The problem: Lines holding the string "What" are the ones to copy from this listing.

Records for processing:

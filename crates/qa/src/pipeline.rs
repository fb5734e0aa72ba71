//! Retrieval-and-answer pipeline
//!
//! Embeds a question, retrieves the nearest chunks, assembles the grounded
//! prompt, and delegates to the completion service. The one anticipated
//! external failure mode - rate limiting (and transport faults treated the
//! same) - is recovered here and returned as an explicit outcome, never
//! raised to the caller.

use crate::corpus::DocumentCorpus;
use crate::prompt;
use std::sync::Arc;
use tracing::{debug, instrument, warn};
use tutorforge_common::completion::{Completer, CompletionOptions};
use tutorforge_common::embeddings::Embedder;
use tutorforge_common::errors::{AppError, Result};
use tutorforge_ingestion::chunker::Chunk;

/// Pipeline options
#[derive(Debug, Clone)]
pub struct QaOptions {
    /// Number of nearest chunks to retrieve (capped at corpus size)
    pub top_k: usize,

    /// Completion request options
    pub completion: CompletionOptions,
}

impl Default for QaOptions {
    fn default() -> Self {
        Self {
            top_k: 15,
            completion: CompletionOptions::default(),
        }
    }
}

/// Outcome of an answer request.
///
/// Degradations are values, not errors: a rate-limited (or transport-
/// failed) completion yields `RateLimited` so callers cannot accidentally
/// propagate it as a fault.
#[derive(Debug, Clone, PartialEq, Eq)]
pub enum Answer {
    /// Generated answer text, returned verbatim from the completion
    Text(String),
    /// The completion service throttled or failed transiently
    RateLimited,
}

impl Answer {
    /// Collapse the outcome into user-facing text.
    pub fn into_text(self) -> String {
        match self {
            Answer::Text(text) => text,
            Answer::RateLimited => prompt::RATE_LIMIT_ADVISORY.to_string(),
        }
    }
}

/// The retrieval-and-answer pipeline with its injected collaborators.
pub struct QaPipeline {
    embedder: Arc<dyn Embedder>,
    completer: Arc<dyn Completer>,
    options: QaOptions,
}

impl QaPipeline {
    pub fn new(
        embedder: Arc<dyn Embedder>,
        completer: Arc<dyn Completer>,
        options: QaOptions,
    ) -> Self {
        Self {
            embedder,
            completer,
            options,
        }
    }

    /// Answer a question against a document corpus.
    ///
    /// Validation failures (empty question, empty corpus) and embedding
    /// errors are returned as errors; completion-side throttling and
    /// transport faults degrade to `Answer::RateLimited`.
    #[instrument(skip(self, corpus), fields(doc_hash = %corpus.doc_hash()))]
    pub async fn answer(&self, question: &str, corpus: &DocumentCorpus) -> Result<Answer> {
        let question = question.trim();
        if question.is_empty() {
            return Err(AppError::EmptyQuestion);
        }
        if corpus.is_empty() {
            return Err(AppError::EmptyCorpus);
        }

        // Single-item batch, same embedding function as the corpus.
        let query = self
            .embedder
            .embed_batch(&[question.to_string()])
            .await?
            .into_iter()
            .next()
            .ok_or_else(|| AppError::Embedding {
                message: "empty response for query".to_string(),
            })?;

        let k = self.options.top_k.min(corpus.len());
        let neighbors = corpus.index().search(&query, k)?;

        // Position == chunk id is a construction invariant; reject rather
        // than trust an out-of-range position.
        let mut retrieved: Vec<&Chunk> = Vec::with_capacity(neighbors.len());
        for neighbor in &neighbors {
            let chunk = corpus.chunks().get(neighbor.position).ok_or_else(|| {
                AppError::Internal {
                    message: format!(
                        "index returned position {} beyond corpus of {}",
                        neighbor.position,
                        corpus.len()
                    ),
                }
            })?;
            retrieved.push(chunk);
        }

        debug!(
            retrieved = retrieved.len(),
            requested_k = self.options.top_k,
            "Chunks retrieved"
        );

        let context = prompt::render_context(&retrieved);
        let prompt_text = prompt::build_prompt(question, &context);

        match self
            .completer
            .complete(&prompt_text, &self.options.completion)
            .await
        {
            Ok(text) => Ok(Answer::Text(text)),
            Err(e) if e.is_degradation() => {
                warn!(error = %e, "Completion degraded, returning advisory outcome");
                Ok(Answer::RateLimited)
            }
            Err(e) => Err(e),
        }
    }
}

#[cfg(test)]
mod tests {
    use super::*;
    use crate::corpus::content_hash;
    use async_trait::async_trait;
    use std::sync::Mutex;
    use tutorforge_common::embeddings::MockEmbedder;

    /// Completer that always signals rate limiting.
    struct RateLimitedCompleter;

    #[async_trait]
    impl Completer for RateLimitedCompleter {
        async fn complete(&self, _prompt: &str, _options: &CompletionOptions) -> Result<String> {
            Err(AppError::RateLimited)
        }

        fn model_name(&self) -> &str {
            "rate-limited"
        }
    }

    /// Completer that fails at the transport level.
    struct FailingCompleter;

    #[async_trait]
    impl Completer for FailingCompleter {
        async fn complete(&self, _prompt: &str, _options: &CompletionOptions) -> Result<String> {
            Err(AppError::Completion {
                message: "connection timed out".to_string(),
            })
        }

        fn model_name(&self) -> &str {
            "failing"
        }
    }

    /// Completer that records the prompt it receives and echoes it back.
    struct RecordingCompleter {
        prompts: Mutex<Vec<String>>,
    }

    impl RecordingCompleter {
        fn new() -> Self {
            Self {
                prompts: Mutex::new(Vec::new()),
            }
        }

        fn last_prompt(&self) -> String {
            self.prompts.lock().unwrap().last().cloned().unwrap()
        }
    }

    #[async_trait]
    impl Completer for RecordingCompleter {
        async fn complete(&self, prompt: &str, _options: &CompletionOptions) -> Result<String> {
            self.prompts.lock().unwrap().push(prompt.to_string());
            Ok("- A grounded answer".to_string())
        }

        fn model_name(&self) -> &str {
            "recording"
        }
    }

    fn chunk(id: usize, page: u32, text: &str) -> Chunk {
        Chunk {
            id,
            page,
            text: text.to_string(),
        }
    }

    async fn corpus_of(embedder: &MockEmbedder, texts: &[&str]) -> DocumentCorpus {
        let chunks: Vec<Chunk> = texts
            .iter()
            .enumerate()
            .map(|(i, t)| chunk(i, 1, t))
            .collect();
        DocumentCorpus::build(embedder, content_hash(b"test-doc"), chunks)
            .await
            .unwrap()
    }

    #[tokio::test]
    async fn test_rate_limited_becomes_advisory_outcome() {
        let embedder = Arc::new(MockEmbedder::new(32));
        let corpus = corpus_of(&embedder, &["Only passage in the corpus."]).await;

        let pipeline = QaPipeline::new(
            embedder.clone(),
            Arc::new(RateLimitedCompleter),
            QaOptions::default(),
        );

        let outcome = pipeline.answer("What is this about?", &corpus).await.unwrap();
        assert_eq!(outcome, Answer::RateLimited);
        assert_eq!(
            outcome.into_text(),
            "⏳ Rate limit reached. Please wait 20 seconds and try again."
        );
    }

    #[tokio::test]
    async fn test_transport_failure_degrades_like_rate_limit() {
        let embedder = Arc::new(MockEmbedder::new(32));
        let corpus = corpus_of(&embedder, &["Only passage in the corpus."]).await;

        let pipeline = QaPipeline::new(
            embedder.clone(),
            Arc::new(FailingCompleter),
            QaOptions::default(),
        );

        let outcome = pipeline.answer("What is this about?", &corpus).await.unwrap();
        assert_eq!(outcome, Answer::RateLimited);
    }

    #[tokio::test]
    async fn test_k_capped_at_corpus_size() {
        let embedder = Arc::new(MockEmbedder::new(32));
        let corpus = corpus_of(
            &embedder,
            &[
                "Passage zero about volcanoes.",
                "Passage one about rivers.",
                "Passage two about glaciers.",
                "Passage three about deserts.",
                "Passage four about oceans.",
            ],
        )
        .await;

        let completer = Arc::new(RecordingCompleter::new());
        let pipeline = QaPipeline::new(embedder.clone(), completer.clone(), QaOptions::default());

        let outcome = pipeline.answer("Tell me about water.", &corpus).await.unwrap();
        assert!(matches!(outcome, Answer::Text(_)));

        // top_k is 15 but only 5 chunks exist; every one appears exactly
        // once in the prompt.
        let prompt_text = completer.last_prompt();
        for text in [
            "Passage zero about volcanoes.",
            "Passage one about rivers.",
            "Passage two about glaciers.",
            "Passage three about deserts.",
            "Passage four about oceans.",
        ] {
            assert_eq!(prompt_text.matches(text).count(), 1);
        }
    }

    #[tokio::test]
    async fn test_empty_question_is_validation_error() {
        let embedder = Arc::new(MockEmbedder::new(32));
        let corpus = corpus_of(&embedder, &["A passage."]).await;

        let pipeline = QaPipeline::new(
            embedder.clone(),
            Arc::new(RecordingCompleter::new()),
            QaOptions::default(),
        );

        let err = pipeline.answer("   ", &corpus).await.unwrap_err();
        assert!(matches!(err, AppError::EmptyQuestion));
    }

    #[tokio::test]
    async fn test_prompt_carries_question_and_context() {
        let embedder = Arc::new(MockEmbedder::new(32));
        let corpus = corpus_of(&embedder, &["Photosynthesis happens in leaves."]).await;

        let completer = Arc::new(RecordingCompleter::new());
        let pipeline = QaPipeline::new(embedder.clone(), completer.clone(), QaOptions::default());

        pipeline
            .answer("What is photosynthesis?", &corpus)
            .await
            .unwrap();

        let prompt_text = completer.last_prompt();
        assert!(prompt_text.contains("Question: What is photosynthesis?"));
        assert!(prompt_text.contains("(Page 1) Photosynthesis happens in leaves."));
        assert!(prompt_text.contains(prompt::NOT_FOUND_FALLBACK));
    }
}
//! TutorForge QA Library
//!
//! The retrieval-and-answer side of the pipeline:
//! - [`corpus`] pairs a document's chunks with the index built over them
//! - [`prompt`] assembles the grounded tutor prompt
//! - [`pipeline`] runs embed -> retrieve -> prompt -> complete
//! - [`session`] owns the current document and the question throttle

pub mod corpus;
pub mod pipeline;
pub mod prompt;
pub mod session;

pub use corpus::{content_hash, DocumentCorpus};
pub use pipeline::{Answer, QaOptions, QaPipeline};
pub use session::{AskOutcome, DocumentSummary, TutorSession};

Written response:
        let outcome = pipeline.answer("What is this about?", &corpus).await.unwrap();
        let outcome = pipeline.answer("What is this about?", &corpus).await.unwrap();
            .answer("What is photosynthesis?", &corpus)
        assert!(prompt_text.contains("Question: What is photosynthesis?"));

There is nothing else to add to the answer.